Insurance companies have an absolute duty to honor their policies and pay those claims their policies obligate them to pay. If they act in bad faith, they could be held liable for punitive damages in addition to the benefits they failed to pay.
That said, the terms, conditions, and definitions of disability in disability insurance policies vary from company to company, and from policy to policy. Your policy itself sets forth the definition and standards you must meet and the nature of the proof you must submit to establish disability.
Merely claiming that one cannot work and thus is disabled does not do it. Merely stating one has a serious disease does not do it. You must tie the disease or condition into an inability to do the level of work defined in the policy.
This is done by submitting adequate medical evidence -- your treating physician's reports, test results, specialist opinions, etc. While people can do this on their own, and insurance companies pay most claims quickly, in some cases the disability may not be very clear. It may be the evidence of a covered condition or illness is inadequate, or the causal relationship between the illness and the disability is vague, or the tie in between the condition and inability to actually work is missing.

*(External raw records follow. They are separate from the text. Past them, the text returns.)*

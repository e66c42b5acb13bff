//! Wires `canon` + `motion` + `mcu-drivers::stepper` into one pipeline run,
//! shared by the `run` and `batch` CLI subcommands. Not part of the `canon`
//! library crate: this is CLI-only plumbing standing in for the real-time
//! foreground/LO/HI split of §5, run straight through in one thread since
//! the CLI has no ISR levels to schedule onto.

use motion::kinematics::AXES;
use motion::planner::MoveType;
use motion::prep::{self, CorrectionState};
use motion::{Planner, SegmentRuntime};
use stepper::{DdaEngine, PreparedSegment, SegmentSlot, StepperBackend, MAX_MOTORS};
use tracing::debug;

use canon::machine::CanonicalMachine;

/// Nominal DDA tick rate (Hz), matching §4.A's "nominally 50 kHz on 8-bit
/// class hardware, higher on 32-bit" — the host demo uses the higher-end
/// figure since it is not actually driving a timer.
const DDA_HZ: f64 = 200_000.0;

/// A [`StepperBackend`] that logs pulses instead of toggling GPIO, standing
/// in for a real MCU target on host-side tooling. "Real" in the sense that
/// it actually implements the trait end to end, unlike `sim`'s trace-only
/// harness.
#[derive(Default)]
pub struct ConsoleBackend {
    pub step_counts: [u64; MAX_MOTORS],
}

impl StepperBackend for ConsoleBackend {
    fn set_period(&mut self, ticks: u32) {
        debug!(ticks, "dda period reloaded");
    }

    fn load_segment(&mut self, segment: &PreparedSegment) {
        debug!(active_mask = segment.active_mask, "segment loaded");
    }

    fn motor_enable(&mut self, motor: usize, enabled: bool) {
        debug!(motor, enabled, "motor power");
    }

    fn motor_direction(&mut self, motor: usize, forward: bool) {
        debug!(motor, forward, "motor direction latched");
    }

    fn step_pulse(&mut self, motor: usize) {
        self.step_counts[motor] += 1;
    }
}

/// Drains every queued planner buffer through the segment runtime and
/// segment prep, driving a [`DdaEngine`] against `backend`. Queued
/// non-motion commands apply through [`CanonicalMachine::apply_queued_command`]
/// (the demo CLI has no tool-change/coolant hardware to drive, so there's
/// nothing further to actuate); `aline` buffers are fully run.
pub fn run_to_completion(
    cm: &mut CanonicalMachine,
    planner: &mut Planner,
    steps_per_unit: &[f64; AXES],
    backend: &mut ConsoleBackend,
) {
    let mut runtime = SegmentRuntime::new();
    let mut corrections = CorrectionState::new();
    let following_error = [0.0f64; MAX_MOTORS];
    let slot = SegmentSlot::new();
    let mut dda: DdaEngine<{ AXES }> = DdaEngine::new();

    while planner.len() > 0 {
        let Some(buf) = planner.run_next() else {
            break;
        };

        match buf.move_type {
            MoveType::Command => {
                if let Some(cmd) = buf.command {
                    let request_report = cm.apply_queued_command(cmd);
                    debug!(?cmd, request_report, "queued command applied");
                }
            }
            MoveType::Aline => {
                let trapezoid = buf.trapezoid();
                let unit_vector = buf.unit_vector;
                let jerk = buf.jerk;
                let gcode_state = buf.gcode_state;
                let start_position = cm.gmx.machine_position;

                runtime.load_block(&trapezoid, unit_vector, start_position, jerk, gcode_state);

                while let Some(seg) = runtime.next_segment() {
                    let prepared = prep::prepare_segment(
                        &seg,
                        steps_per_unit,
                        &following_error,
                        &mut corrections,
                        DDA_HZ,
                    );
                    if !slot.publish(prepared) {
                        // Demo pipeline runs single-threaded; the slot is
                        // always free by construction.
                        continue;
                    }
                    let ticks = prepared
                        .motors
                        .iter()
                        .map(|m| m.ticks)
                        .max()
                        .unwrap_or(0);
                    for _ in 0..ticks.max(1) {
                        dda.on_tick(&slot, backend);
                    }
                }

                cm.gmx.machine_position = runtime.position();
            }
            MoveType::Dwell | MoveType::Null => {}
        }

        planner.free_running();
    }
}
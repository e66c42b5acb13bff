//! Assembles [`proto::reports`] envelopes from canonical-machine and
//! planner state (§4.H).
//!
//! Follows the common "emit on change" status pattern: a cached last-seen
//! value is compared against the current one before publishing an update,
//! generalized here to a configurable status-report token list rather than
//! one fixed status struct.

use motion::kinematics::AXES;
use motion::{ActiveModel, GCodeState, Planner, SegmentRuntime};
use proto::reports::{
    ExceptionReport, QueueReport, RxReport, StatusCode, StatusReport, StatusReportKind,
    StatusToken, StatusValue,
};

use crate::errors::CanonError;
use crate::machine::{CanonicalMachine, MotionState};

/// The context a status-report token reads from: MODEL/PLANNER state via
/// `cm`/`planner`, plus the in-flight block's RUNTIME state when one is
/// loaded. [`Self::active_model`] picks MODEL or RUNTIME per §3: "MODEL when
/// motion is stopped, RUNTIME when running."
pub struct ReportContext<'a> {
    pub cm: &'a CanonicalMachine,
    pub planner: &'a Planner,
    pub runtime: Option<&'a SegmentRuntime>,
}

impl<'a> ReportContext<'a> {
    pub fn new(cm: &'a CanonicalMachine, planner: &'a Planner, runtime: Option<&'a SegmentRuntime>) -> Self {
        Self { cm, planner, runtime }
    }

    pub fn active_model(&self) -> ActiveModel {
        match self.cm.motion_state {
            MotionState::Run => ActiveModel::Runtime,
            MotionState::Stop | MotionState::Hold => ActiveModel::Model,
        }
    }

    /// The `GCodeState` this context should sample, per `active_model`.
    /// Falls back to MODEL if RUNTIME was selected but no block is loaded.
    pub fn gcode_state(&self) -> &GCodeState {
        match (self.active_model(), self.runtime) {
            (ActiveModel::Runtime, Some(rt)) => &rt.gcode_state,
            _ => &self.cm.model,
        }
    }

    /// The machine position this context should report, per `active_model`.
    pub fn position(&self) -> [f32; AXES] {
        match (self.active_model(), self.runtime) {
            (ActiveModel::Runtime, Some(rt)) => rt.position(),
            _ => self.cm.gmx.machine_position,
        }
    }
}

/// A single configured status-report token: a stable id plus the accessor
/// that reads it off a [`ReportContext`]. `token_id` is the same small
/// integer carried on the wire in [`StatusToken`]; interpreting it into a
/// name (`"posx"`, `"vel"`, ...) is the excluded config/serializer
/// collaborator's job (§1).
#[derive(Clone, Copy)]
pub struct TokenSpec {
    pub token_id: u16,
    pub read: fn(&ReportContext) -> StatusValue,
}

/// Well-known token ids for the handful of fields §4.H calls out by name
/// (`stat`, position, velocity); a real deployment's config collaborator
/// would define many more.
pub mod token_ids {
    pub const STAT: u16 = 0;
    pub const POS_X: u16 = 1;
    pub const POS_Y: u16 = 2;
    pub const POS_Z: u16 = 3;
    pub const VELOCITY: u16 = 4;
    pub const LINE: u16 = 5;
}

fn read_stat(ctx: &ReportContext) -> StatusValue {
    use crate::machine::CombinedState::*;
    let code = match ctx.cm.combined_state() {
        Init => 0,
        Ready => 1,
        Alarm => 2,
        Shutdown => 3,
        ProgramStop => 4,
        ProgramEnd => 5,
        Homing => 6,
        Probing => 7,
        Cycle => 8,
        Hold => 9,
    };
    StatusValue::Int(code)
}

fn read_pos_x(ctx: &ReportContext) -> StatusValue {
    StatusValue::Float(ctx.position()[0])
}

fn read_pos_y(ctx: &ReportContext) -> StatusValue {
    StatusValue::Float(ctx.position()[1])
}

fn read_pos_z(ctx: &ReportContext) -> StatusValue {
    StatusValue::Float(ctx.position()[2])
}

fn read_velocity(ctx: &ReportContext) -> StatusValue {
    let v = ctx.planner.running().map(|b| b.cruise_velocity).unwrap_or(0.0);
    StatusValue::Float(v)
}

fn read_line(ctx: &ReportContext) -> StatusValue {
    StatusValue::Int(ctx.gcode_state().line_number as i32)
}

/// Resolves a token id to its reader, for the handful this core ships
/// built in. An unknown id is a config error the caller should reject at
/// configuration time, not a panic here.
pub fn resolve_token(token_id: u16) -> Option<TokenSpec> {
    let read = match token_id {
        token_ids::STAT => read_stat,
        token_ids::POS_X => read_pos_x,
        token_ids::POS_Y => read_pos_y,
        token_ids::POS_Z => read_pos_z,
        token_ids::VELOCITY => read_velocity,
        token_ids::LINE => read_line,
        _ => return None,
    };
    Some(TokenSpec { token_id, read })
}

/// Assembles and throttles status/queue/rx reports. Holds the last-emitted
/// value of every configured token so a filtered report can detect change,
/// and a tick counter standing in for the interval timer an embedded
/// deployment would drive from a hardware tick (§4.H "interval-throttled").
pub struct ReportAssembler {
    tokens: heapless::Vec<TokenSpec, { proto::reports::SR_MAX_TOKENS }>,
    last_values: heapless::Vec<StatusValue, { proto::reports::SR_MAX_TOKENS }>,
    interval_ticks: u32,
    ticks_since_last: u32,
    asap: bool,
    last_queue_depth: u8,
}

impl ReportAssembler {
    pub fn new(interval_ticks: u32) -> Self {
        Self {
            tokens: heapless::Vec::new(),
            last_values: heapless::Vec::new(),
            interval_ticks,
            ticks_since_last: 0,
            asap: false,
            last_queue_depth: 0,
        }
    }

    /// Configures the list of tokens a status report carries, up to
    /// [`proto::reports::SR_MAX_TOKENS`]. Extra tokens past capacity are
    /// dropped, per the same bound the wire struct enforces.
    pub fn configure_tokens(&mut self, ids: &[u16]) {
        self.tokens.clear();
        self.last_values.clear();
        for &id in ids {
            if let Some(spec) = resolve_token(id) {
                if self.tokens.push(spec).is_err() {
                    break;
                }
                let _ = self.last_values.push(StatusValue::Int(0));
            }
        }
    }

    /// An "ASAP" request (e.g. after a mode change) resets the interval
    /// clock so the next poll emits regardless of elapsed ticks.
    pub fn request_asap(&mut self) {
        self.asap = true;
    }

    /// Advances the interval clock by one tick. Call once per foreground
    /// loop iteration.
    pub fn tick(&mut self) {
        self.ticks_since_last = self.ticks_since_last.saturating_add(1);
    }

    fn due(&self) -> bool {
        self.asap || self.ticks_since_last >= self.interval_ticks
    }

    /// Builds a status report if one is due, per §4.H: `Filtered` reports
    /// only tokens whose value changed, except `stat`, which always emits
    /// on `PROGRAM_STOP`/`PROGRAM_END`. Returns `None` if nothing is due.
    pub fn poll_status(&mut self, ctx: &ReportContext) -> Option<StatusReport> {
        if !self.due() {
            return None;
        }
        self.ticks_since_last = 0;
        self.asap = false;

        let force_stat = matches!(
            ctx.cm.machine_state,
            crate::machine::MachineState::ProgramStop | crate::machine::MachineState::ProgramEnd
        );

        let mut report = StatusReport::new(StatusReportKind::Filtered);
        for (i, spec) in self.tokens.iter().enumerate() {
            let value = (spec.read)(ctx);
            let changed = self.last_values.get(i).map(|last| *last != value).unwrap_or(true);
            if changed || (force_stat && spec.token_id == token_ids::STAT) {
                report.push(StatusToken {
                    token_id: spec.token_id,
                    value,
                });
            }
            if let Some(slot) = self.last_values.get_mut(i) {
                *slot = value;
            }
        }
        Some(report)
    }

    /// A verbose report emits every configured token unconditionally.
    pub fn verbose_status(&self, ctx: &ReportContext) -> StatusReport {
        let mut report = StatusReport::new(StatusReportKind::Verbose);
        for spec in self.tokens.iter() {
            report.push(StatusToken {
                token_id: spec.token_id,
                value: (spec.read)(ctx),
            });
        }
        report
    }

    /// Queue report (`qr`), per §4.H: depth-only normally, throttled during
    /// arc generation by the caller skipping this call, not by logic here.
    pub fn queue_report(&mut self, planner: &Planner) -> Option<QueueReport> {
        let depth = planner.len() as u8;
        if depth == self.last_queue_depth {
            return None;
        }
        self.last_queue_depth = depth;
        Some(QueueReport::depth_only(depth))
    }

    /// One-shot free-space report triggered after a queue flush.
    pub fn rx_report(&self, capacity: u32) -> RxReport {
        RxReport {
            bytes_free: capacity,
        }
    }
}

/// Maps a [`CanonError`] to its wire [`ExceptionReport`] (§7 "user-visible
/// behavior": exception reports always go out in JSON shape regardless of
/// text/JSON mode, so external controllers can resynchronize).
pub fn exception_report(build: u32, err: CanonError) -> ExceptionReport {
    use crate::errors::{InputError, ResourceError, StateError};

    let status = match err {
        CanonError::Input(InputError::MalformedNumber) => StatusCode::MalformedNumber,
        CanonError::Input(InputError::UnrecognizedToken) => StatusCode::UnrecognizedToken,
        CanonError::Input(InputError::ValueOutOfRange) => StatusCode::ValueOutOfRange,
        CanonError::Input(InputError::MissingFeedRate) => StatusCode::MissingFeedRate,
        CanonError::Input(InputError::ModalGroupViolation) => StatusCode::ModalGroupViolation,
        CanonError::Input(InputError::ArcSpecificationError) => StatusCode::ArcSpecificationError,
        CanonError::Input(InputError::SoftLimitExceeded(_)) => StatusCode::SoftLimitExceeded,
        CanonError::State(StateError::CommandNotAccepted) => StatusCode::CommandNotAccepted,
        CanonError::State(StateError::BadStatusReportSetting) => StatusCode::BadStatusReportSetting,
        CanonError::Resource(ResourceError::BufferFull) => StatusCode::BufferFull,
        CanonError::Resource(ResourceError::BufferFullFatal) => StatusCode::BufferFullFatal,
        CanonError::Corruption => StatusCode::Corruption,
    };
    ExceptionReport { build, status }
}

#[cfg(test)]
mod tests {
    use super::*;
    use crate::machine::MotionState;
    use motion::runtime::SegmentRuntime;

    #[test]
    fn status_report_emits_only_changed_tokens_after_first_poll() {
        let cm = CanonicalMachine::new();
        let planner = Planner::new();
        let ctx = ReportContext::new(&cm, &planner, None);
        let mut assembler = ReportAssembler::new(1);
        assembler.configure_tokens(&[token_ids::STAT, token_ids::POS_X]);

        let first = assembler.poll_status(&ctx).unwrap();
        assert_eq!(first.tokens.len(), 2);

        assembler.tick();
        let second = assembler.poll_status(&ctx).unwrap();
        assert_eq!(second.tokens.len(), 0);
    }

    #[test]
    fn asap_request_forces_immediate_poll() {
        let cm = CanonicalMachine::new();
        let planner = Planner::new();
        let ctx = ReportContext::new(&cm, &planner, None);
        let mut assembler = ReportAssembler::new(1000);
        assembler.configure_tokens(&[token_ids::STAT]);
        assert!(assembler.poll_status(&ctx).is_some());
        assert!(assembler.poll_status(&ctx).is_none());
        assembler.request_asap();
        assert!(assembler.poll_status(&ctx).is_some());
    }

    #[test]
    fn queue_report_only_emits_on_depth_change() {
        let planner = Planner::new();
        let mut assembler = ReportAssembler::new(1);
        assert!(assembler.queue_report(&planner).is_some());
        assert!(assembler.queue_report(&planner).is_none());
    }

    #[test]
    fn active_model_selects_model_when_stopped() {
        let cm = CanonicalMachine::new();
        let planner = Planner::new();
        let rt = SegmentRuntime::default();
        let ctx = ReportContext::new(&cm, &planner, Some(&rt));
        assert_eq!(ctx.active_model(), ActiveModel::Model);
    }

    #[test]
    fn running_block_line_number_is_reported_over_model_line_number() {
        let mut cm = CanonicalMachine::new();
        cm.model.line_number = 10;
        cm.motion_state = MotionState::Run;
        let planner = Planner::new();

        let mut rt = SegmentRuntime::default();
        rt.gcode_state.line_number = 42;

        let ctx = ReportContext::new(&cm, &planner, Some(&rt));
        assert_eq!(ctx.active_model(), ActiveModel::Runtime);
        assert_eq!(read_line(&ctx), StatusValue::Int(42));

        let stopped_ctx = ReportContext::new(&cm, &planner, None);
        // No runtime loaded: falls back to MODEL even though motion_state says Run.
        assert_eq!(read_line(&stopped_ctx), StatusValue::Int(10));
    }
}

In such circumstances lawyers help people establish the disability, by determining what additonal evidence is critical and assisting them in getting it --- benefits may have been denied because the doctor's report was not properly written to demonstrate the nature and extent of the disability and the causative factors, or the onset or likely duration of the disability. Social Security Disability lawyers do this all the time, and so do many insurance lawyers.
An insurance company's staff tends to pay much greater attention when lawyers get involved, as they recognize that the next step may be litigation (which nearly all insurance companies want to avoid) and in some cases, liability for bad faith by way of punitive damage claims.
You may also want to contact your state insurance department and enlist its help, but as most of them are overworked, understaffed and underfunded, it is far less likely to get you the results than a lawyer.
Finally, an insurance company is NOT bound by the determination that Social Security would make, nor vice versa.